下田氏の、武山さんへのセクハラが表面化してから、見るからにプライドの高そうな、この議員様を刺激しないように、僕はまず、全体に向かって注意した。
「最近、稽古中の私語や悪ふざけが目立ちます。稽古中は、合氣道に集中するようにして下さい。」
しかし、下田議員には、何の効果もなく、ますますエスカレートする一方だった。
とにかく、人のいい武山さんは、困惑しつつも、笑顔で下田氏の相手をする。
それが、この議員さんには、たまらないらしく、また、武山さんの合氣道の上達が著しいところにも、他の一般女性には無い、違った魅力を感じているようだ。
そこで今日、武山さんから、下田氏を引き離す為、やむを得ず、千尋に、しばらくの間、固定で武山さんと組になることを頼んだのである。
通常、合氣道の稽古は二人一組で行う。
そして、五分、十分おきに相手を交代する組変えをする。
ところが、僕が交代を告げても、下田氏は武山さんを離そうとしない。
既に看過できない事態だ。
だから、千尋には、武山さんと固定で組む口実、いや、道場長命令も伝えている。
ちなみに、道場長は、館長に次ぐ、二番目の地位である。
そんなこんなで、子供クラスの指導を千尋と二人でした後、大人クラスの時間となる。
稽古熱心な武山さんも、子供クラスの後半から姿を見せ、指導に加わってくれる。
件の、下田議員もやって来て、稽古開始前から武山さんの側に行き、準備体操の時点でも隣にいる。
一人技の基本稽古へと進み、問題の二人一組の組技稽古となると、危惧していた一悶着が起きてしまうのである。

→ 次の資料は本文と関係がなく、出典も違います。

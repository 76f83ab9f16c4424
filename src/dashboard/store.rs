//! In-memory state containers for wallets, tokens, transactions and token metadata.
//!
//! List stores keep an immutable snapshot behind `ArcSwap`; readers never
//! block and every update publishes a fresh snapshot.

use std::sync::Arc;

use alloy::primitives::{Address, B256};
use arc_swap::ArcSwap;
use dashmap::DashMap;
use serde::Serialize;

use crate::contracts::types::{Token, TokenMetadata, Transaction, Wallet};

/// Records that can be selected by a stable key.
pub trait Keyed {
    type Key: Copy + PartialEq + std::fmt::Debug + Serialize + Send + Sync + 'static;

    fn key(&self) -> Self::Key;
}

impl Keyed for Wallet {
    type Key = Address;

    fn key(&self) -> Address {
        self.address
    }
}

impl Keyed for Token {
    type Key = Address;

    fn key(&self) -> Address {
        self.address
    }
}

impl Keyed for Transaction {
    type Key = B256;

    fn key(&self) -> B256 {
        self.hash
    }
}

/// One published state of a list store.
#[derive(Debug, Clone, Serialize)]
pub struct ListState<T: Keyed> {
    pub items: Vec<T>,
    pub selected: Option<T::Key>,
    pub current_page: u64,
    pub keyword: Option<String>,
}

impl<T: Keyed> Default for ListState<T> {
    fn default() -> Self {
        Self {
            items: Vec::new(),
            selected: None,
            current_page: 1,
            keyword: None,
        }
    }
}

impl<T: Keyed + Clone> ListState<T> {
    /// The selected record, if it is still in the list.
    pub fn selected_item(&self) -> Option<&T> {
        let key = self.selected?;
        self.items.iter().find(|item| item.key() == key)
    }

    pub fn find(&self, key: T::Key) -> Option<&T> {
        self.items.iter().find(|item| item.key() == key)
    }
}

/// Paged list with an optional selection and a route keyword.
pub struct ListStore<T: Keyed> {
    state: ArcSwap<ListState<T>>,
}

pub type WalletStore = ListStore<Wallet>;
pub type TokenStore = ListStore<Token>;
pub type TransactionStore = ListStore<Transaction>;

impl<T: Keyed + Clone> ListStore<T> {
    pub fn new() -> Self {
        Self {
            state: ArcSwap::from_pointee(ListState::default()),
        }
    }

    /// Current snapshot.
    pub fn snapshot(&self) -> Arc<ListState<T>> {
        self.state.load_full()
    }

    pub fn items(&self) -> Vec<T> {
        self.state.load().items.clone()
    }

    pub fn current_page(&self) -> u64 {
        self.state.load().current_page
    }

    pub fn keyword(&self) -> Option<String> {
        self.state.load().keyword.clone()
    }

    pub fn selected(&self) -> Option<T> {
        self.state.load().selected_item().cloned()
    }

    pub fn find(&self, key: T::Key) -> Option<T> {
        self.state.load().find(key).cloned()
    }

    /// Patch page and keyword from the route.
    pub fn set_route(&self, current_page: u64, keyword: Option<String>) {
        self.state.rcu(|state| ListState {
            current_page,
            keyword: keyword.clone(),
            ..(**state).clone()
        });
    }

    pub fn set_items(&self, items: Vec<T>) {
        self.state.rcu(|state| ListState {
            items: items.clone(),
            ..(**state).clone()
        });
    }

    pub fn set_page(&self, current_page: u64) {
        self.state.rcu(|state| ListState {
            current_page,
            ..(**state).clone()
        });
    }

    /// Select `item`, replacing the listed copy with the same key.
    ///
    /// `None` clears the selection.
    pub fn select(&self, item: Option<T>) {
        self.state.rcu(|state| {
            let mut next = (**state).clone();
            match &item {
                Some(item) => {
                    let key = item.key();
                    for listed in next.items.iter_mut().filter(|listed| listed.key() == key) {
                        *listed = item.clone();
                    }
                    next.selected = Some(key);
                }
                None => next.selected = None,
            }
            next
        });
    }

    /// Select the listed record with `key`; false when it is not listed.
    pub fn select_key(&self, key: T::Key) -> bool {
        match self.find(key) {
            Some(item) => {
                self.select(Some(item));
                true
            }
            None => false,
        }
    }

    pub fn reset(&self) {
        self.state.store(Arc::new(ListState::default()));
    }
}

impl<T: Keyed + Clone> Default for ListStore<T> {
    fn default() -> Self {
        Self::new()
    }
}

/// ERC-20 metadata keyed by token address.
#[derive(Debug, Default)]
pub struct TokenMetadataStore {
    inner: DashMap<Address, TokenMetadata>,
}

impl TokenMetadataStore {
    pub fn new() -> Self {
        Self::default()
    }

    pub fn find(&self, address: &Address) -> Option<TokenMetadata> {
        self.inner.get(address).map(|r| r.value().clone())
    }

    pub fn contains(&self, address: &Address) -> bool {
        self.inner.contains_key(address)
    }

    pub fn insert_all(&self, metadatas: impl IntoIterator<Item = TokenMetadata>) {
        for metadata in metadatas {
            self.inner.insert(metadata.address, metadata);
        }
    }

    /// Every stored entry, ordered by address.
    pub fn all(&self) -> Vec<TokenMetadata> {
        let mut all: Vec<_> = self.inner.iter().map(|r| r.value().clone()).collect();
        all.sort_by_key(|m| m.address);
        all
    }

    pub fn len(&self) -> usize {
        self.inner.len()
    }

    pub fn is_empty(&self) -> bool {
        self.inner.is_empty()
    }

    pub fn reset(&self) {
        self.inner.clear();
    }
}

千尋は、武山さんと下田氏の間に割って入り、まず、武山さんに、
「小夜子さん、今日から、昇段審査までの間、私と組みましょう。」と、挨拶する。
そして、次に、唖然とする下田議員に
「下田さん、武山さんは黒帯の昇段審査が間近です。
審査まで、当分の間、私が専任指導員として、武山さんと組むことになりました。
下田さんは、他の方と組んで下さい。」
分かっていたことだが、下田氏は激怒する。
「君!失敬じゃないか!武山さんは私と組むんだ。そこをどきたまえ!」
が、一見、大人しそうに見えて、芯の強い千尋は、大物県会議員相手に一歩も引かない。
「私は中原先生から、武山さんの指導に関して、全権を与えられています。
稽古中は、私達、黒帯の指導員の指示に従っていただきます。」
「何だと!この!」
常日頃、人に頭を下げられるのに慣れている下田氏は納得しない。
ただならぬ険悪な様相に、全員の目が、この三人に注がれる。
仕方ない、僕は彼らに駆け寄り、
「下田さん、それでは、三人で組んで下さい。
鈴村さんに、武山さんと組むように言ったのは私です。」
こう言って、何とか三人一組になってもらうことになったが、下田氏はもちろん、千尋も不満げである。
だが、三人になってもらっても、余計、ハートに火がついたのか、下田氏の武山さんへの「お触り」はいつもより激しくなり、千尋を馬鹿にするように、わざと存在を無視し、スケベさタップリに、武山さんに触り続けるのである。
東京の本部団体からは、稽古中のセクハラは絶対に禁止すること、という通達も来ている。
これは、責任者として、もう僕も見逃すことはできない。
そして、普段は冷静沈着で、あまり感情を面に出さない千尋も、ついにブチ切れしてしまう。